Exercise instructions: Your task is to copy every line below that contains the word "ServiceContainer".
(The input begins)
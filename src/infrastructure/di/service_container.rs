//! Service container for dependency injection
//!
//! Wires up services with their dependencies.

use std::sync::Arc;

use crate::application::services::TargetService;
use crate::config::Settings;
use crate::infrastructure::traits::{FileSystem, RealFileSystem};

/// Container holding settings and the I/O boundary used by services.
pub struct ServiceContainer {
    /// Application settings
    pub settings: Arc<Settings>,

    /// Filesystem abstraction
    pub fs: Arc<dyn FileSystem>,
}

impl ServiceContainer {
    /// Create a new service container with real implementations.
    pub fn new(settings: Settings) -> Self {
        Self::with_deps(settings, Arc::new(RealFileSystem))
    }

    /// Create a service container with custom dependencies (for testing).
    pub fn with_deps(settings: Settings, fs: Arc<dyn FileSystem>) -> Self {
        Self {
            settings: Arc::new(settings),
            fs,
        }
    }

    pub fn target_service(&self) -> TargetService {
        TargetService::new(Arc::clone(&self.fs), Arc::clone(&self.settings))
    }
}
(The input ends)
Response:
pub struct ServiceContainer {
impl ServiceContainer {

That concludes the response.